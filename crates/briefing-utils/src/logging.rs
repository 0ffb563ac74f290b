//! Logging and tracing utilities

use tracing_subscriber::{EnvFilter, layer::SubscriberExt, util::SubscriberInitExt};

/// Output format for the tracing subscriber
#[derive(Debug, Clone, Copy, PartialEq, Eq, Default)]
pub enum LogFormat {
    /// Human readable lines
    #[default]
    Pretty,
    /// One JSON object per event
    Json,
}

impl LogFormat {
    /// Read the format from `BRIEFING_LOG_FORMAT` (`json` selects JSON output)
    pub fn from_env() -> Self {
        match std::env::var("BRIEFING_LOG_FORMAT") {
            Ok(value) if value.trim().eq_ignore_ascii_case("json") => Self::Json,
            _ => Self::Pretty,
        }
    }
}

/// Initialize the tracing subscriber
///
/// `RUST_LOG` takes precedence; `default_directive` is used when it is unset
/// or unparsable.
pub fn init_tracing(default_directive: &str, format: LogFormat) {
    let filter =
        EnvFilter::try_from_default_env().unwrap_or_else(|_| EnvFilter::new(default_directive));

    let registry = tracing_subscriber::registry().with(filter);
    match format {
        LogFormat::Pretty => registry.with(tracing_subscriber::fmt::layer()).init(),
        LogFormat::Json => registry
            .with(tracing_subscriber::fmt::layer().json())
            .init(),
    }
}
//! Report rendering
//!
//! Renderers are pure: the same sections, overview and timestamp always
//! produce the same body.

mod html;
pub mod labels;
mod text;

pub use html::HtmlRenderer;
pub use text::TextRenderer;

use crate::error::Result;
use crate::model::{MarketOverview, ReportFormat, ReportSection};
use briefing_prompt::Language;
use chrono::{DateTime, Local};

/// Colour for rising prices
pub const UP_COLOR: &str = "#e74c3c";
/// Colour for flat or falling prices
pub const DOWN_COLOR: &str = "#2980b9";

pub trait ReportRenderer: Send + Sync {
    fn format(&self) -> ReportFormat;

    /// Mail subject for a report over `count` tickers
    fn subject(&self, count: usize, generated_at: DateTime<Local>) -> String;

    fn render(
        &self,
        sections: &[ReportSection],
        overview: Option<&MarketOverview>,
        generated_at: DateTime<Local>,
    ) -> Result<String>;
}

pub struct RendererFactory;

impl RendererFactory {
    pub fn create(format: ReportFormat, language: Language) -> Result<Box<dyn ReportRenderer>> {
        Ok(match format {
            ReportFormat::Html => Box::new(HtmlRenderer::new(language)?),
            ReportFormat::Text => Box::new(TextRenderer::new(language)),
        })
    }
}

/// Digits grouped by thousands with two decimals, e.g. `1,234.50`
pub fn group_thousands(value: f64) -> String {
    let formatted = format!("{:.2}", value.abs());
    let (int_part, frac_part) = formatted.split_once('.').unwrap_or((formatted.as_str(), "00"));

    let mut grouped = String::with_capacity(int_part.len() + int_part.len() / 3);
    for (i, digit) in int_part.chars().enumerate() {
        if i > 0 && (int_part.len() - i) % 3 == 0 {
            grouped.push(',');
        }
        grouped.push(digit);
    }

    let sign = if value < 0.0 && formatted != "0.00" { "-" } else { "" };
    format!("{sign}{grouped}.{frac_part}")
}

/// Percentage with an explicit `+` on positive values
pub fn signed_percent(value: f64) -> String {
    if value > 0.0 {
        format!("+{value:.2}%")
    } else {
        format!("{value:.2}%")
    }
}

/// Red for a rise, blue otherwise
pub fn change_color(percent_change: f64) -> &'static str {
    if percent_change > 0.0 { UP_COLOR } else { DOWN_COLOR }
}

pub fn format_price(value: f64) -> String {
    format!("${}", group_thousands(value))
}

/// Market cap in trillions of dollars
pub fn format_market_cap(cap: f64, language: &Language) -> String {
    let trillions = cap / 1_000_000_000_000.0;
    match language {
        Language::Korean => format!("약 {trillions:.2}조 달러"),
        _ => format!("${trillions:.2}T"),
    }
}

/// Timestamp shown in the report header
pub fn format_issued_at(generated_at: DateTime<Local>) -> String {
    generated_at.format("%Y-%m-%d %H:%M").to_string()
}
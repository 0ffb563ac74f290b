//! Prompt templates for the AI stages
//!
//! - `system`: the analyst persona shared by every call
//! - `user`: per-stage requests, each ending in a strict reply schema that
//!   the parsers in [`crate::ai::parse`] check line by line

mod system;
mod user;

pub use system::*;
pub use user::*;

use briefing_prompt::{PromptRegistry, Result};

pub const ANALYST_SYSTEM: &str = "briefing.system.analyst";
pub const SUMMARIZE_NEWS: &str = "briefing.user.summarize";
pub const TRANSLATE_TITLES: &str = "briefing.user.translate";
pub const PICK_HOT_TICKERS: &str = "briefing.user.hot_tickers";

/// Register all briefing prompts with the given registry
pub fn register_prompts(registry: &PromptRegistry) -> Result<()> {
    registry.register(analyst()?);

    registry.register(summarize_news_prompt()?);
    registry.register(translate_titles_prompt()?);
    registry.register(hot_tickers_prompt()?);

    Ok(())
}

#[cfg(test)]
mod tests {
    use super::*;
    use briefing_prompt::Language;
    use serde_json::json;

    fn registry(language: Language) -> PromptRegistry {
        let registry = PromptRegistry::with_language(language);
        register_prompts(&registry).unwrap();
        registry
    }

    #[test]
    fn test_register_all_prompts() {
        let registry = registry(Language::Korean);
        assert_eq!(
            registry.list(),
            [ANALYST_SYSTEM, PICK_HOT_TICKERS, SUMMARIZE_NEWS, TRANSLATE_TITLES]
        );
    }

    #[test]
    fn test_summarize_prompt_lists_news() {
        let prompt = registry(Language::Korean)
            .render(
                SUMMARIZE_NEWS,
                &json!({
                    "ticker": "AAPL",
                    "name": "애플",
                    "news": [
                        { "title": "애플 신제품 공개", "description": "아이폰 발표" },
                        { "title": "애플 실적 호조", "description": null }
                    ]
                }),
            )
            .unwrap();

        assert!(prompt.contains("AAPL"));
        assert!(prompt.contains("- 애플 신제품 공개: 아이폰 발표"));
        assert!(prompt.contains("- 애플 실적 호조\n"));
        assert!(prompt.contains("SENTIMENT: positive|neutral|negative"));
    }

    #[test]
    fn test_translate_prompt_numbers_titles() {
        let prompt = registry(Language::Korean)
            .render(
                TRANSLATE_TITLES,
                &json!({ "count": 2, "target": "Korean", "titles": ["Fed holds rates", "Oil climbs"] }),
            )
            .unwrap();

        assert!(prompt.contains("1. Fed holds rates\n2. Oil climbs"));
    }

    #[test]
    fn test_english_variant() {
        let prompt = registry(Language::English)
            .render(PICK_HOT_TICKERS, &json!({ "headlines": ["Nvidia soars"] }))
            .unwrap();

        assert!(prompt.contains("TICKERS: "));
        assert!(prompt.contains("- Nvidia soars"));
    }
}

◇ ◇ ◇ ◇

Could you tally how many lines of the material above include the word "match" and reply with only that count?

4